Sprouted bread: Essener, Manna, or Ezekiel

Sprouted bread is also known as Essener, Manna, or Ezekiel bread. While not widely known in the Netherlands, sprouted bread has been around for centuries. The Essenes, a Jewish group, made their bread this way over 2000 BC.

How is sprouted bread made?

The process of making sprouted bread takes several days. First, we allow the grains of rye, wheat, or spelt to sprout slowly. Sprouting refers to the formation of small sprouts or germs when grains are soaked in water for 2-3 days. We intentionally use whole grains to retain as many nutrients and fibers as possible. After the sprouting process, we grind the grains into dough and bake it at a low temperature in the oven (110°C-130°C). The bread is then pasteurized at a temperature of 70°C-95°C, giving it a shelf life of up to 8 months. This way, you can always have a loaf on hand!

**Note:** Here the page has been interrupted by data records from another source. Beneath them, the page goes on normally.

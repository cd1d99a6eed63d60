//! Dial-to-servo mapping with the light gate.

use crate::config::MappingCfg;

/// Integer linear re-map of `x` from `[in_min, in_max]` to `[out_min, out_max]`.
///
/// Truncating division, like the classic microcontroller `map()`. A degenerate
/// input span maps everything to `out_max`.
#[inline]
pub fn map_range(x: i64, in_min: i64, in_max: i64, out_min: i64, out_max: i64) -> i64 {
    if in_max <= in_min {
        return out_max;
    }
    (x - in_min) * (out_max - out_min) / (in_max - in_min) + out_min
}

/// Servo target for the current inputs.
///
/// The fan only runs when the dial is above its dead zone and the light is
/// above the calibrated threshold; otherwise it is parked at `pos_min`. The
/// dial therefore doubles as a manual off switch.
pub fn actuator_target(cfg: &MappingCfg, dial: u16, light: u16, threshold: u16) -> u8 {
    if dial <= cfg.dial_threshold || light <= threshold {
        return cfg.pos_min;
    }
    let mapped = map_range(
        i64::from(dial),
        i64::from(cfg.dial_threshold) + 1,
        i64::from(cfg.analog_max),
        i64::from(cfg.pos_min),
        i64::from(cfg.pos_max),
    );
    let bounded = mapped.clamp(i64::from(cfg.pos_min), i64::from(cfg.pos_max));
    u8::try_from(bounded).unwrap_or(cfg.pos_max)
}
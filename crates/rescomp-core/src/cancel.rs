use std::sync::atomic::{AtomicBool, Ordering};
use std::sync::Arc;

/// Error returned when a run observes a triggered [`CancelFlag`].
#[derive(Debug, thiserror::Error)]
#[error("run cancelled")]
pub struct Cancelled;

/// Cloneable cancellation flag checked cooperatively between rows, entities,
/// and relationships. Triggering it aborts the run before any output is
/// published.
#[derive(Debug, Clone, Default)]
pub struct CancelFlag(Arc<AtomicBool>);

impl CancelFlag {
    /// Creates an untriggered flag.
    pub fn new() -> Self {
        Self::default()
    }

    /// Requests cancellation.
    pub fn cancel(&self) {
        self.0.store(true, Ordering::Relaxed);
    }

    /// Returns true once cancellation has been requested.
    pub fn is_cancelled(&self) -> bool {
        self.0.load(Ordering::Relaxed)
    }

    /// Returns `Err(Cancelled)` once cancellation has been requested.
    pub fn check(&self) -> Result<(), Cancelled> {
        if self.is_cancelled() {
            Err(Cancelled)
        } else {
            Ok(())
        }
    }
}
use std::path::Path;

use serde_json::Value;

use rescomp_core::{Warning, WarningCode};

/// Renders manifest-declared path templates against compiled documents.
///
/// `{token}` placeholders resolve against the document's top-level fields,
/// then a nested `fields` sub-object, then (for the `slug` token) the
/// entity's declared slug field. The rendered result must be a safe
/// relative path: unsafe values are rejected, never sanitized.
#[derive(Debug, Default)]
pub struct TemplateRenderer;

impl TemplateRenderer {
    /// Creates a renderer.
    pub fn new() -> Self {
        Self
    }

    /// Renders `template` into an output path for `payload`.
    pub fn render_path(
        &self,
        template: &str,
        payload: &Value,
        slug_field: Option<&str>,
    ) -> Result<String, Warning> {
        if template.trim().is_empty() {
            return Err(Warning::error(
                WarningCode::OutputTemplateMissingToken,
                "output template is empty",
            ));
        }

        let mut rendered = String::with_capacity(template.len());
        let mut rest = template;
        while let Some(start) = rest.find('{') {
            rendered.push_str(&rest[..start]);
            let after_brace = &rest[start + 1..];
            let Some(end) = after_brace.find('}') else {
                return Err(Warning::error(
                    WarningCode::OutputTemplateMissingToken,
                    format!("template token is not closed in '{}'", template),
                ));
            };

            let token = &after_brace[..end];
            if token.trim().is_empty() {
                return Err(Warning::error(
                    WarningCode::OutputTemplateMissingToken,
                    format!("template token is empty in '{}'", template),
                ));
            }

            let value = resolve_token(payload, token, slug_field)?;
            if is_unsafe_token_value(&value) {
                return Err(Warning::error(
                    WarningCode::OutputTemplateTokenNotScalar,
                    format!("template token '{}' contains unsafe path segments", token),
                )
                .with_path(value));
            }
            rendered.push_str(&value);
            rest = &after_brace[end + 1..];
        }
        rendered.push_str(rest);

        let rendered = rendered.replace('\\', "/");
        if !is_safe_relative_path(&rendered) {
            return Err(Warning::error(
                WarningCode::OutputTemplateMissingToken,
                format!("output path '{}' is not a safe relative path", rendered),
            )
            .with_path(rendered));
        }

        Ok(rendered)
    }
}

fn resolve_token(payload: &Value, token: &str, slug_field: Option<&str>) -> Result<String, Warning> {
    if let Some(value) = payload.get(token) {
        return scalar_string(value, token);
    }
    if let Some(value) = payload.get("fields").and_then(|fields| fields.get(token)) {
        return scalar_string(value, token);
    }
    if token == "slug" {
        if let Some(value) = slug_field.and_then(|field| payload.get(field)) {
            return scalar_string(value, token);
        }
    }

    Err(Warning::error(
        WarningCode::OutputTemplateMissingToken,
        format!("template token '{}' could not be resolved", token),
    ))
}

fn scalar_string(value: &Value, token: &str) -> Result<String, Warning> {
    match value {
        Value::String(s) => Ok(s.clone()),
        Value::Bool(b) => Ok(if *b { "true" } else { "false" }.to_string()),
        Value::Number(n) => Ok(n.to_string()),
        _ => Err(Warning::error(
            WarningCode::OutputTemplateTokenNotScalar,
            format!("template token '{}' resolved to a non-scalar value", token),
        )),
    }
}

fn is_unsafe_token_value(value: &str) -> bool {
    value.contains('/') || value.contains('\\') || value == ".."
}

/// A safe relative path is non-empty, not absolute, and contains no `..`
/// segment.
pub(crate) fn is_safe_relative_path(path: &str) -> bool {
    if path.trim().is_empty() || Path::new(path).is_absolute() || path.starts_with('/') {
        return false;
    }
    path.split('/')
        .filter(|segment| !segment.is_empty())
        .all(|segment| segment != "..")
}
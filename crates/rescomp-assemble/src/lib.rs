//! Nested document assembly.
//!
//! Root entity rows become top-level compiled documents; each declared child
//! relationship is resolved through the foreign-key indexes, ordered
//! deterministically, and embedded recursively subject to a depth ceiling
//! and a cycle guard scoped to the active descent path.

#![deny(missing_docs)]

/// Recursive document assembly.
pub mod assembler;
/// Cycle detection over the active ancestor chain.
pub mod guard;
/// Deterministic sibling ordering.
pub mod ordering;

pub use assembler::{AssemblyResult, CompiledDocument, DocumentAssembler};
pub use guard::RecursionGuard;
pub use ordering::sort_rows;
use serde::Serialize;

/// Severity of a compiler warning.
///
/// Any `Error`-severity warning anywhere in a run aborts it with no output
/// persisted. `Warning` severity allows the run to continue with best-effort
/// results.
#[derive(Debug, Clone, Copy, PartialEq, Eq, Serialize)]
pub enum Severity {
    /// Run continues; the affected row/branch is handled best-effort.
    Warning,
    /// Run fails; no output is persisted.
    Error,
}

/// Stable warning codes, grouped by the phase that emits them.
#[derive(Debug, Clone, Copy, PartialEq, Eq, Serialize)]
pub enum WarningCode {
    /// Manifest failed to load or violates a structural rule.
    InvalidManifest,
    /// An entity is missing its file or primary key declaration.
    MissingKey,
    /// A child relationship is missing its foreign key field.
    MissingForeignKey,
    /// A declared order field is absent or invalid.
    OrderByFieldMissing,
    /// A declared raw data file does not exist.
    RawFileNotFound,
    /// A raw data file is not valid JSON.
    RawFileInvalidJson,
    /// A raw data file's root value is not an array.
    RawRootNotArray,
    /// A raw row is not a JSON object.
    RawRowNotObject,
    /// A value is not a valid key scalar (null, object, or array).
    InvalidKey,
    /// A row has no value at its entity's primary key path.
    MissingPk,
    /// A row's primary key value cannot be canonicalized.
    InvalidPkType,
    /// Two rows of one entity share a canonical primary key.
    DuplicatePk,
    /// A child row has no value at a relationship's foreign key path.
    MissingFk,
    /// A child row's foreign key value cannot be canonicalized.
    InvalidFkType,
    /// An entity re-appeared as its own descendant during assembly.
    CycleDetected,
    /// A relationship chain exceeded the effective maximum depth.
    MaxDepthExceeded,
    /// Two planned output files resolved to the same path.
    OutputBlobPathCollision,
    /// An output template token is empty, unterminated, or unresolvable.
    OutputTemplateMissingToken,
    /// An output template token resolved to a non-scalar or unsafe value.
    OutputTemplateTokenNotScalar,
    /// A projected index field is absent from a compiled document.
    OutputIndexFieldMissing,
}

/// A single diagnostic produced by a compilation phase.
#[derive(Debug, Clone, PartialEq, Serialize)]
pub struct Warning {
    /// Stable code identifying the condition.
    pub code: WarningCode,
    /// Whether the run may continue.
    pub severity: Severity,
    /// Human-readable description.
    pub message: String,
    /// Entity the warning applies to, when known.
    #[serde(skip_serializing_if = "Option::is_none")]
    pub entity: Option<String>,
    /// JSON path or output path the warning applies to, when known.
    #[serde(skip_serializing_if = "Option::is_none")]
    pub path: Option<String>,
}

impl Warning {
    /// Creates an `Error`-severity warning.
    pub fn error(code: WarningCode, message: impl Into<String>) -> Self {
        Self {
            code,
            severity: Severity::Error,
            message: message.into(),
            entity: None,
            path: None,
        }
    }

    /// Creates a `Warning`-severity warning.
    pub fn warning(code: WarningCode, message: impl Into<String>) -> Self {
        Self {
            code,
            severity: Severity::Warning,
            message: message.into(),
            entity: None,
            path: None,
        }
    }

    /// Attaches the entity name the warning refers to.
    pub fn with_entity(mut self, entity: impl Into<String>) -> Self {
        self.entity = Some(entity.into());
        self
    }

    /// Attaches the JSON path or output path the warning refers to.
    pub fn with_path(mut self, path: impl Into<String>) -> Self {
        self.path = Some(path.into());
        self
    }

    /// Returns true when this warning fails the run.
    pub fn is_error(&self) -> bool {
        self.severity == Severity::Error
    }
}

/// Returns true when any warning in the slice has `Error` severity.
pub fn has_errors(warnings: &[Warning]) -> bool {
    warnings.iter().any(Warning::is_error)
}
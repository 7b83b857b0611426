//! Manifest model, YAML loader, and validator.
//!
//! The manifest is the declarative schema driving a compilation run: entity
//! tables, their primary/foreign keys, parent-child relationships, ordering,
//! and output shape. Loading is tolerant (unknown keys are ignored, missing
//! fields map to empty defaults); validation is strict and reports every
//! problem as an `Error`-severity warning.

#![deny(missing_docs)]

/// YAML loader producing the strict model from permissive DTOs.
pub mod loader;
/// Manifest data model.
pub mod model;
/// Structural validation of a loaded manifest.
pub mod validator;

pub use loader::{ManifestLoadResult, ManifestLoader};
pub use model::{
    ChildRelationship, Direction, Entity, Manifest, OrderBy, OutputIndexSpec, OutputSpec,
};
pub use validator::ManifestValidator;
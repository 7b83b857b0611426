//! CLI command implementations.

pub mod check;
pub mod compile;
pub mod key;
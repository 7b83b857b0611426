//! Canonical key and field path behavior.

use rescomp_core::{canonicalize_key, FieldPath, KeyKind, KeyValue, Severity, Warning, WarningCode};
use serde_json::json;

fn key_of(raw: &str) -> KeyValue {
    let value = serde_json::from_str(raw).unwrap();
    canonicalize_key(&value).unwrap()
}

#[test]
fn decimal_equal_numbers_share_a_key() {
    let one = key_of("1");
    assert_eq!(one, key_of("1.0"));
    assert_eq!(one, key_of("1.00"));
    assert_eq!(one.value, "1");
    assert_eq!(one.kind, KeyKind::Number);
}

#[test]
fn trailing_zeros_are_trimmed() {
    assert_eq!(key_of("1.50").value, "1.5");
    assert_eq!(key_of("10.0").value, "10");
    assert_eq!(key_of("0.25").value, "0.25");
}

#[test]
fn every_zero_spelling_becomes_zero() {
    for raw in ["0", "0.0", "-0", "-0.0", "0.000", "-0e5"] {
        assert_eq!(key_of(raw).value, "0", "raw input {raw:?}");
    }
}

#[test]
fn negative_numbers_keep_their_sign() {
    assert_eq!(key_of("-1.50").value, "-1.5");
    assert_eq!(key_of("-42").value, "-42");
}

#[test]
fn strings_and_booleans_map_directly() {
    assert_eq!(key_of("\"abc\""), KeyValue::new(KeyKind::String, "abc"));
    assert_eq!(key_of("true"), KeyValue::new(KeyKind::Boolean, "true"));
    assert_eq!(key_of("false"), KeyValue::new(KeyKind::Boolean, "false"));
}

#[test]
fn string_and_number_keys_never_collide() {
    assert_ne!(key_of("\"1\""), key_of("1"));
}

#[test]
fn non_scalars_are_rejected() {
    for raw in ["null", "{\"a\":1}", "[1]"] {
        let value: serde_json::Value = serde_json::from_str(raw).unwrap();
        assert!(canonicalize_key(&value).is_err(), "raw input {raw:?}");
    }
}

#[test]
fn rejected_keys_report_as_invalid_key_errors() {
    for raw in ["null", "{\"a\":1}", "[1]"] {
        let value: serde_json::Value = serde_json::from_str(raw).unwrap();
        let warning = Warning::from(canonicalize_key(&value).unwrap_err());
        assert_eq!(warning.code, WarningCode::InvalidKey, "raw input {raw:?}");
        assert_eq!(warning.severity, Severity::Error, "raw input {raw:?}");
    }
}

#[test]
fn key_ordering_is_kind_then_value() {
    let s = KeyValue::new(KeyKind::String, "z");
    let n = KeyValue::new(KeyKind::Number, "1");
    let b = KeyValue::new(KeyKind::Boolean, "false");
    assert!(s < n);
    assert!(n < b);
    assert!(KeyValue::new(KeyKind::Number, "1") < KeyValue::new(KeyKind::Number, "2"));
}

#[test]
fn field_path_resolves_nested_objects() {
    let row = json!({ "fields": { "parentId": 7 }, "id": 1 });
    assert_eq!(
        FieldPath::parse("fields.parentId").resolve(&row),
        Some(&json!(7))
    );
    assert_eq!(FieldPath::parse("id").resolve(&row), Some(&json!(1)));
}

#[test]
fn field_path_misses_return_none() {
    let row = json!({ "fields": 3, "id": 1 });
    assert_eq!(FieldPath::parse("fields.parentId").resolve(&row), None);
    assert_eq!(FieldPath::parse("missing").resolve(&row), None);
    assert_eq!(FieldPath::parse("").resolve(&row), None);
    assert_eq!(FieldPath::parse("id").resolve(&json!([1])), None);
}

sprouted bread with spread, fruit, nut paste TerraSana

High nutritional value

Sprouted bread is very firm and dense. A 10 by 5 cm slice weighs a substantial 400 grams. This makes the bread super nutritious, and you’ll feel satisfied after only 1 or 2 slices. It’s an ideal option for a quick, healthy lunch or a powerful post-exercise boost.

Difference in structure

We often get asked why the structure of each slice varies. Sometimes they are delightfully creamy and easy to cut, while other times they can be drier and crumble easily. Sprouted bread is not an easy product to make. It remains a biological natural product, and we are somewhat dependent on the weather and nature. Rye and wheat absorb water quite well during the sprouting process, resulting in creamy slices most of the time. However, with spelt, it’s a different story. Due to the grain’s outer casing, spelt absorbs water less efficiently, sometimes causing the germination to stop too soon.

How to use sprouted bread

Want to know the secret to making this bread truly irresistible? Try toasting the slices in a sandwich maker. It elevates the flavor to another level while maintaining the perfect texture. Enjoy it with butter and cheese. If you’re vegan, go for avocado with hemp seed go, or cashew paste with a mini bite mugi miso. More of a sweet tooth? Then mix peanut butter with maple syrup and spread it on your sprout bun. To enjoy!